Supplied entries>
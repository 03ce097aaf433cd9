use std::path::PathBuf;

#[derive(Debug, Clone, PartialEq, Eq)]
pub enum Environment {
    Development,
    Test,
    Production,
}

impl std::fmt::Display for Environment {
    fn fmt(&self, f: &mut std::fmt::Formatter<'_>) -> std::fmt::Result {
        match self {
            Environment::Development => write!(f, "development"),
            Environment::Test => write!(f, "test"),
            Environment::Production => write!(f, "production"),
        }
    }
}

#[derive(Debug, Clone)]
pub struct AppConfig {
    pub env: Environment,
    pub log_level: String,
    pub catalog_path: PathBuf,
    /// Upper bound on products computed in parallel by batch completeness.
    pub max_concurrent_products: usize,
    pub index_name: String,
}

Problem>
Check each line above for the word "Clone", and copy the lines where it appears.

Answer space>
#[derive(Debug, Clone, PartialEq, Eq)]
#[derive(Debug, Clone)]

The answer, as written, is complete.